Bladder Urothelial Carcinoma: Machine Learning-based Computed Tomography Radiomics for Prediction of Histological Variant

Acad Radiol. 2022 Mar 26;S1076-6332(22)00116-7. doi: 10.1016/j.acra.2022.02.007. Online ahead of print.


Rationale and objectives: Histological variant (HV) of bladder urothelial carcinoma (UC) is a significant factor for therapy management. We aim to assess the predictive performance of machine learning (ML)-based Computed Tomography radiomics of UC for HV.

Materials and methods: Volume of interest of 37 bladder UC tumors, of which 21 were pure and 16 were HV, were manually segmented. The extracted first- and second-order texture features (n = 117) using 3-D Slicer radiomics were compared to the radical cystectomy histopathological results. ML algorithms were performed to determine the significant models using Python 2.3, Pycaret library. The sample size was increased to 74 by synthetic data generation, and three outliers from the training set were removed (training dataset; n = 52, test dataset; n = 19).
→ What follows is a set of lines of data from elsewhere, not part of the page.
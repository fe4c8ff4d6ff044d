use std::time::Duration;

#[derive(Debug, Clone, PartialEq, Eq)]
pub struct WorkerConfig {
    /// Upper bound on concurrently running `process` calls.
    pub max_concurrency: usize,
    /// How long account snapshots stay cached.
    pub account_cache_ttl: Duration,
    /// A PROCESSING payment untouched this long at startup is failed.
    pub stale_processing_after: Duration,
}

impl Default for WorkerConfig {
    fn default() -> Self {
        Self {
            max_concurrency: 16,
            account_cache_ttl: Duration::from_secs(60),
            stale_processing_after: Duration::from_secs(15 * 60),
        }
    }
}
The predictive performances of 15 ML algorithms were compared. Then, the best two models were evaluated on the test set and ensembled by Voting Classifier.
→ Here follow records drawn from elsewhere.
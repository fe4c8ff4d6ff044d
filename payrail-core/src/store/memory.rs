//! In-memory implementations of every port.
//!
//! Back the test suites and the server's `--in-memory` mode. Each method
//! takes one lock for its whole unit of work, which gives the same
//! atomicity the Postgres transactions give.

use crate::entities::{
    AccountSnapshot, AuditRecord, DeliveryOutcome, LedgerMovement, LedgerMovementKind, Payment,
    PaymentStatus, StatusChange, StatusHistoryEntry, WebhookDeliveryAttempt, WebhookDeliveryTry,
    WebhookSubscription,
};
use crate::error::{LedgerError, StoreError};
use crate::ports::{
    AccountDirectory, AuditSink, DeliveryRepository, LedgerAdapter, PaymentRepository,
    SubscriptionStore,
};
use async_trait::async_trait;
use payrail_sdk::objects::EventName;
use rust_decimal::Decimal;
use std::collections::HashMap;
use std::sync::atomic::{AtomicU64, Ordering};
use std::time::Duration;
use time::OffsetDateTime;
use tokio::sync::{Mutex, RwLock};
use uuid::Uuid;

// ---------------------------------------------------------------------------
// Payments
// ---------------------------------------------------------------------------

#[derive(Default)]
struct PaymentTables {
    payments: HashMap<String, Payment>,
    history: HashMap<String, Vec<StatusHistoryEntry>>,
}

#[derive(Default)]
pub struct InMemoryPaymentRepository {
    tables: RwLock<PaymentTables>,
}

#[async_trait]
impl PaymentRepository for InMemoryPaymentRepository {
    async fn insert(&self, payment: &Payment, created: &StatusHistoryEntry) -> Result<(), StoreError> {
        let mut tables = self.tables.write().await;
        if tables.payments.contains_key(&payment.reference) {
            return Err(StoreError::Duplicate(payment.reference.clone()));
        }
        tables
            .payments
            .insert(payment.reference.clone(), payment.clone());
        tables
            .history
            .insert(payment.reference.clone(), vec![created.clone()]);
        Ok(())
    }

    async fn get(&self, reference: &str) -> Result<Option<Payment>, StoreError> {
        Ok(self.tables.read().await.payments.get(reference).cloned())
    }

    async fn apply_transition(&self, change: &StatusChange) -> Result<Option<Payment>, StoreError> {
        let mut guard = self.tables.write().await;
        let tables = &mut *guard;
        let Some(payment) = tables.payments.get_mut(&change.reference) else {
            return Ok(None);
        };
        if payment.status != change.from {
            return Ok(None);
        }
        payment.status = change.to;
        payment.updated_at = change.at;
        let updated = payment.clone();

        let history = tables.history.entry(change.reference.clone()).or_default();
        let sequence = history.last().map_or(1, |entry| entry.sequence + 1);
        history.push(change.history_entry(sequence));
        Ok(Some(updated))
    }

    async fn record_risk_score(
        &self,
        reference: &str,
        score: u8,
        tags: &HashMap<String, String>,
    ) -> Result<(), StoreError> {
        let mut tables = self.tables.write().await;
        if let Some(payment) = tables.payments.get_mut(reference) {
            payment.risk_score = Some(score);
            payment
                .metadata
                .extend(tags.iter().map(|(k, v)| (k.clone(), v.clone())));
            payment.updated_at = OffsetDateTime::now_utc();
        }
        Ok(())
    }

    async fn history(&self, reference: &str) -> Result<Vec<StatusHistoryEntry>, StoreError> {
        Ok(self
            .tables
            .read()
            .await
            .history
            .get(reference)
            .cloned()
            .unwrap_or_default())
    }

    async fn count_created_since(&self, account_id: Uuid, since: OffsetDateTime) -> Result<u32, StoreError> {
        let tables = self.tables.read().await;
        let count = tables
            .payments
            .values()
            .filter(|p| p.account_id == account_id && p.created_at >= since)
            .count();
        Ok(u32::try_from(count).unwrap_or(u32::MAX))
    }

    async fn list_by_status(
        &self,
        status: PaymentStatus,
        updated_before: OffsetDateTime,
    ) -> Result<Vec<Payment>, StoreError> {
        let tables = self.tables.read().await;
        let mut found: Vec<_> = tables
            .payments
            .values()
            .filter(|p| p.status == status && p.updated_at <= updated_before)
            .cloned()
            .collect();
        found.sort_by_key(|p| p.created_at);
        Ok(found)
    }
}

// ---------------------------------------------------------------------------
// Ledger
// ---------------------------------------------------------------------------

#[derive(Default)]
struct LedgerBook {
    balances: HashMap<Uuid, Decimal>,
    movements: Vec<LedgerMovement>,
}

#[derive(Default)]
pub struct InMemoryLedger {
    book: Mutex<LedgerBook>,
}

impl InMemoryLedger {
    pub async fn open_account(&self, account_id: Uuid, balance: Decimal) {
        self.book.lock().await.balances.insert(account_id, balance);
    }

    /// Every debit and credit applied so far, oldest first.
    pub async fn movements(&self) -> Vec<LedgerMovement> {
        self.book.lock().await.movements.clone()
    }

    async fn apply(
        &self,
        account_id: Uuid,
        amount: Decimal,
        reference: &str,
        kind: LedgerMovementKind,
    ) -> Result<Decimal, LedgerError> {
        let mut book = self.book.lock().await;
        let balance = book
            .balances
            .get_mut(&account_id)
            .ok_or(LedgerError::UnknownAccount(account_id))?;
        let next = match kind {
            LedgerMovementKind::Debit if *balance < amount => {
                return Err(LedgerError::InsufficientFunds {
                    account_id,
                    requested: amount,
                });
            }
            LedgerMovementKind::Debit => *balance - amount,
            LedgerMovementKind::Credit => *balance + amount,
        };
        *balance = next;
        book.movements.push(LedgerMovement {
            account_id,
            payment_reference: reference.to_owned(),
            kind,
            amount,
            created_at: OffsetDateTime::now_utc(),
        });
        Ok(next)
    }
}

#[async_trait]
impl LedgerAdapter for InMemoryLedger {
    async fn get_balance(&self, account_id: Uuid) -> Result<Decimal, LedgerError> {
        self.book
            .lock()
            .await
            .balances
            .get(&account_id)
            .copied()
            .ok_or(LedgerError::UnknownAccount(account_id))
    }

    async fn debit(&self, account_id: Uuid, amount: Decimal, reference: &str) -> Result<Decimal, LedgerError> {
        self.apply(account_id, amount, reference, LedgerMovementKind::Debit)
            .await
    }

    async fn credit(&self, account_id: Uuid, amount: Decimal, reference: &str) -> Result<Decimal, LedgerError> {
        self.apply(account_id, amount, reference, LedgerMovementKind::Credit)
            .await
    }
}

// ---------------------------------------------------------------------------
// Accounts
// ---------------------------------------------------------------------------

#[derive(Default)]
pub struct InMemoryAccountDirectory {
    accounts: RwLock<HashMap<Uuid, AccountSnapshot>>,
    lookups: AtomicU64,
}

impl InMemoryAccountDirectory {
    pub async fn upsert(&self, account: AccountSnapshot) {
        self.accounts.write().await.insert(account.account_id, account);
    }

    /// How many times `get_account` reached this directory.
    pub fn lookups(&self) -> u64 {
        self.lookups.load(Ordering::Relaxed)
    }
}

#[async_trait]
impl AccountDirectory for InMemoryAccountDirectory {
    async fn get_account(&self, account_id: Uuid) -> Result<Option<AccountSnapshot>, StoreError> {
        self.lookups.fetch_add(1, Ordering::Relaxed);
        Ok(self.accounts.read().await.get(&account_id).cloned())
    }
}

// ---------------------------------------------------------------------------
// Webhook subscriptions and deliveries
// ---------------------------------------------------------------------------

#[derive(Default)]
pub struct InMemorySubscriptionStore {
    subscriptions: RwLock<Vec<WebhookSubscription>>,
}

impl InMemorySubscriptionStore {
    /// Insert, or replace the subscription with the same id.
    pub async fn add(&self, subscription: WebhookSubscription) {
        let mut subscriptions = self.subscriptions.write().await;
        match subscriptions.iter_mut().find(|s| s.id == subscription.id) {
            Some(existing) => *existing = subscription,
            None => subscriptions.push(subscription),
        }
    }
}

#[async_trait]
impl SubscriptionStore for InMemorySubscriptionStore {
    async fn list_active_subscriptions(
        &self,
        account_id: Uuid,
        event: EventName,
    ) -> Result<Vec<WebhookSubscription>, StoreError> {
        Ok(self
            .subscriptions
            .read()
            .await
            .iter()
            .filter(|s| s.account_id == account_id && s.subscribes_to(event))
            .cloned()
            .collect())
    }

    async fn get_subscription(&self, id: Uuid) -> Result<Option<WebhookSubscription>, StoreError> {
        Ok(self
            .subscriptions
            .read()
            .await
            .iter()
            .find(|s| s.id == id)
            .cloned())
    }
}

#[derive(Default)]
struct DeliveryTables {
    attempts: Vec<WebhookDeliveryAttempt>,
    tries: Vec<WebhookDeliveryTry>,
}

#[derive(Default)]
pub struct InMemoryDeliveryRepository {
    tables: Mutex<DeliveryTables>,
}

impl InMemoryDeliveryRepository {
    pub async fn attempts(&self) -> Vec<WebhookDeliveryAttempt> {
        self.tables.lock().await.attempts.clone()
    }
}

#[async_trait]
impl DeliveryRepository for InMemoryDeliveryRepository {
    async fn insert_attempts(&self, attempts: &[WebhookDeliveryAttempt]) -> Result<(), StoreError> {
        self.tables
            .lock()
            .await
            .attempts
            .extend(attempts.iter().cloned());
        Ok(())
    }

    async fn claim_due(
        &self,
        now: OffsetDateTime,
        lease: Duration,
        limit: usize,
    ) -> Result<Vec<WebhookDeliveryAttempt>, StoreError> {
        let mut tables = self.tables.lock().await;
        let mut claimed = Vec::new();
        for attempt in tables
            .attempts
            .iter_mut()
            .filter(|a| a.is_due(now))
            .take(limit)
        {
            attempt.next_retry_at = Some(now + lease);
            claimed.push(attempt.clone());
        }
        Ok(claimed)
    }

    async fn record_outcome(&self, outcome: &DeliveryOutcome) -> Result<(), StoreError> {
        let mut guard = self.tables.lock().await;
        let tables = &mut *guard;
        if let Some(attempt) = tables
            .attempts
            .iter_mut()
            .find(|a| a.id == outcome.attempt_id)
        {
            outcome.apply_to(attempt);
        }
        tables.tries.push(outcome.delivery_try());
        Ok(())
    }

    async fn get_attempt(&self, id: Uuid) -> Result<Option<WebhookDeliveryAttempt>, StoreError> {
        Ok(self
            .tables
            .lock()
            .await
            .attempts
            .iter()
            .find(|a| a.id == id)
            .cloned())
    }

    async fn tries(&self, attempt_id: Uuid) -> Result<Vec<WebhookDeliveryTry>, StoreError> {
        Ok(self
            .tables
            .lock()
            .await
            .tries
            .iter()
            .filter(|t| t.attempt_id == attempt_id)
            .cloned()
            .collect())
    }
}

// ---------------------------------------------------------------------------
// Audit
// ---------------------------------------------------------------------------

#[derive(Default)]
pub struct InMemoryAuditSink {
    records: Mutex<Vec<AuditRecord>>,
}

impl InMemoryAuditSink {
    pub async fn records(&self) -> Vec<AuditRecord> {
        self.records.lock().await.clone()
    }
}

#[async_trait]
impl AuditSink for InMemoryAuditSink {
    async fn record(&self, record: &AuditRecord) -> Result<(), StoreError> {
        self.records.lock().await.push(record.clone());
        Ok(())
    }
}
//! Application state shared across all request handlers.

use payrail_core::processors::{DeliveryEngine, PaymentProcessor};

/// Application state that is shared across all request handlers.
///
/// This is cloneable and cheap to pass around (everything is behind Arc).
#[derive(Clone)]
pub struct AppState {
    /// Payment lifecycle operations.
    pub processor: PaymentProcessor,
    /// Webhook delivery bookkeeping, used for manual redelivery.
    pub deliveries: DeliveryEngine,
}

impl AppState {
    pub fn new(processor: PaymentProcessor, deliveries: DeliveryEngine) -> Self {
        Self {
            processor,
            deliveries,
        }
    }
}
Results: The ML algorithms demonstrated area under curve (AUC) and accuracy ranging 0.79-0.97 and 50%-90%, respectively on the train set. The best models were Gradient Boosting Classifier (AUC: 0.95, accuracy: 90%) and CatBoost Classifier (AUC: 0.97, accuracy: 85%). On the test set; the Voting Classifier of these two models demonstrated AUC, accuracy, recall, precision, and F1 scores as follows; 0.93, 79%, 86%, 67%, and 75%, respectively.

Conclusion: ML-based Computed Tomography radiomics of UC can predict HV, a prognostic factor that is indeterminable by qualitative radiological evaluation and can be missed in the preoperative histopathological specimens.

Keywords: Artificial Intelligence; Computed Tomography; machine learning; urinary bladder neoplasms.